His first London stage role - prophetically, as a policeman - was in the play Live Like Pigs (1958). He was part of the new wave at the Royal Court Theatre when he appeared in Serjeant Musgrave's Dance in 1960, and West End appearances included the middlebrow thriller Who Saw Him Die? at the Haymarket Theatre (1975) and Annie at the Criterion (1978), as the millionaire benefactor Daddy Warbucks.

In films, Stratford Johns started as a fireman in Burnt Evidence in 1954, and usually succeeded in functionary roles, playing the sergeant in The Night My Number Came Up (1955), a security guard in the Ealing comedy The Ladykillers (1955), and policemen in Tiger In The Smoke (1956), Who Done It? (1956), The Long Arm (1956) and The Plank (1967).

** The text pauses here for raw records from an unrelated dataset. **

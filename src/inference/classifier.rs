use std::fmt;

use crate::alignment::AlignedContig;

use super::junction::Junction;

/// Structural signature of a contig, decided from its alignment layout alone.
#[derive(Debug, Clone, Copy, PartialEq, Eq, Hash, PartialOrd, Ord)]
pub enum RawCategory {
    /// Two flanks joined by a single novel adjacency.
    SimpleChimera,
    /// Strand switch on one reference contig.
    InversionSignature,
    /// Indel signature: contig bases between the flanks exceed the reference gap, or
    /// a chain of same-strand pieces walking forward along one reference contig.
    Insertion,
    /// Reference re-traversed along the contig.
    TandemDuplication,
    /// Nothing the precise caller can interpret.
    Unclassifiable,
}

impl RawCategory {
    /// Every category, in dispatch order.
    pub const ALL: [RawCategory; 5] = [
        RawCategory::SimpleChimera,
        RawCategory::InversionSignature,
        RawCategory::Insertion,
        RawCategory::TandemDuplication,
        RawCategory::Unclassifiable,
    ];

    /// Lower-case label, used for per-category output files.
    pub fn label(self) -> &'static str {
        match self {
            RawCategory::SimpleChimera => "simple_chimera",
            RawCategory::InversionSignature => "inversion",
            RawCategory::Insertion => "insertion",
            RawCategory::TandemDuplication => "tandem_duplication",
            RawCategory::Unclassifiable => "unclassifiable",
        }
    }
}

impl fmt::Display for RawCategory {
    fn fmt(&self, f: &mut fmt::Formatter<'_>) -> fmt::Result {
        f.write_str(self.label())
    }
}

/// Assign exactly one category to a contig.
pub fn classify(contig: &AlignedContig) -> RawCategory {
    if contig.has_equally_good_alignment_config {
        return RawCategory::Unclassifiable;
    }

    match contig.alignments.len() {
        0 | 1 => RawCategory::Unclassifiable,
        2 => {
            let junction = Junction {
                first: &contig.alignments[0],
                second: &contig.alignments[1],
            };
            classify_single_junction(&junction)
        }
        _ => classify_multi_junction(contig),
    }
}

fn classify_single_junction(junction: &Junction<'_>) -> RawCategory {
    if junction.is_inter_contig() {
        return RawCategory::SimpleChimera;
    }
    if junction.is_strand_switch() {
        return RawCategory::InversionSignature;
    }
    let contig_gap = junction.contig_gap();
    match junction.reference_gap() {
        Some(gap) if gap < 0 => RawCategory::TandemDuplication,
        Some(gap) if contig_gap > gap => RawCategory::Insertion,
        _ => RawCategory::SimpleChimera,
    }
}

fn classify_multi_junction(contig: &AlignedContig) -> RawCategory {
    let first = &contig.alignments[0];
    let one_contig = contig
        .alignments
        .iter()
        .all(|interval| interval.contig() == first.contig());
    if !one_contig {
        return RawCategory::Unclassifiable;
    }

    let junctions: Vec<_> = Junction::all(&contig.alignments).collect();
    if junctions.iter().all(Junction::is_strand_switch) {
        return RawCategory::InversionSignature;
    }
    let re_traversed = junctions
        .iter()
        .all(|junction| matches!(junction.reference_gap(), Some(gap) if gap < 0));
    if re_traversed {
        return RawCategory::TandemDuplication;
    }
    let forward_chain = junctions
        .iter()
        .all(|junction| matches!(junction.reference_gap(), Some(gap) if gap >= 0));
    if forward_chain {
        return RawCategory::Insertion;
    }
    RawCategory::Unclassifiable
}

#[cfg(test)]
mod tests {
    use super::*;
    use crate::alignment::Strand;
    use crate::inference::junction::fixtures::interval;
    use std::sync::Arc;
    use test_case::test_case;

    fn contig(intervals: Vec<crate::alignment::AlignmentInterval>, ambiguous: bool) -> AlignedContig {
        AlignedContig::new("asm000001:tig00000", Arc::from(vec![b'A'; 300]), intervals, ambiguous)
    }

    #[test_case("chr2", 151, (101, 200), Strand::Forward => RawCategory::SimpleChimera ; "inter chromosome")]
    #[test_case("chr1", 5000, (101, 200), Strand::Reverse => RawCategory::InversionSignature ; "strand switch")]
    #[test_case("chr1", 51, (101, 200), Strand::Forward => RawCategory::TandemDuplication ; "re-traversed reference")]
    #[test_case("chr1", 101, (131, 230), Strand::Forward => RawCategory::Insertion ; "extra contig bases")]
    #[test_case("chr1", 151, (101, 200), Strand::Forward => RawCategory::SimpleChimera ; "plain deletion")]
    fn two_interval_shapes(chrom: &str, ref_start: u32, span: (u32, u32), strand: Strand) -> RawCategory {
        let len = span.1.max(200);
        classify(&contig(
            vec![
                interval("chr1", 1, (1, 100), len, Strand::Forward),
                interval(chrom, ref_start, span, len, strand),
            ],
            false,
        ))
    }

    #[test]
    fn ambiguous_and_single_interval_contigs_are_unclassifiable() {
        let pair = vec![
            interval("chr1", 1, (1, 100), 200, Strand::Forward),
            interval("chr2", 1, (101, 200), 200, Strand::Forward),
        ];
        assert_eq!(classify(&contig(pair, true)), RawCategory::Unclassifiable);
        let single = vec![interval("chr1", 1, (1, 200), 200, Strand::Forward)];
        assert_eq!(classify(&contig(single, false)), RawCategory::Unclassifiable);
    }

    #[test]
    fn alternating_strands_over_three_intervals_is_an_inversion() {
        let intervals = vec![
            interval("chr1", 1, (1, 100), 300, Strand::Forward),
            interval("chr1", 1001, (101, 200), 300, Strand::Reverse),
            interval("chr1", 2001, (201, 300), 300, Strand::Forward),
        ];
        assert_eq!(
            classify(&contig(intervals, false)),
            RawCategory::InversionSignature
        );
    }

    #[test]
    fn same_strand_chain_with_gaps_is_an_indel() {
        let intervals = vec![
            interval("chr1", 1, (1, 100), 300, Strand::Forward),
            interval("chr1", 201, (101, 200), 300, Strand::Forward),
            interval("chr1", 401, (201, 300), 300, Strand::Forward),
        ];
        assert_eq!(classify(&contig(intervals, false)), RawCategory::Insertion);
    }

    #[test]
    fn chain_mixing_gaps_and_re_traversal_is_unclassifiable() {
        let intervals = vec![
            interval("chr1", 1, (1, 100), 300, Strand::Forward),
            interval("chr1", 201, (101, 200), 300, Strand::Forward),
            interval("chr1", 151, (201, 300), 300, Strand::Forward),
        ];
        assert_eq!(classify(&contig(intervals, false)), RawCategory::Unclassifiable);
    }

    #[test]
    fn mixed_three_interval_layout_is_unclassifiable() {
        let intervals = vec![
            interval("chr1", 1, (1, 100), 300, Strand::Forward),
            interval("chr1", 1001, (101, 200), 300, Strand::Forward),
            interval("chr1", 2001, (201, 300), 300, Strand::Reverse),
        ];
        assert_eq!(classify(&contig(intervals, false)), RawCategory::Unclassifiable);
    }
}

In his later years, with the British film industry going through a lean phase and his own waistline and jawline becoming too flabby for hard-faced cops, the parts open to him became fewer. He featured in one of the more unconsciously funny horror films, Ken Russell's The Lair Of The White Worm (1988), in which the characters screamed and shouted when what was obviously a large white plastic balloon appeared. He also played an actor playing Herod in Russell's epicene version of the Salome story, Salome's Last Dance (1988), set in a Wildean brothel. He tended now to be typecast unkindly in degenerate parts.

In 1955, Stratford Johns married Nanette Parsons; she, their three daughters and son survive him.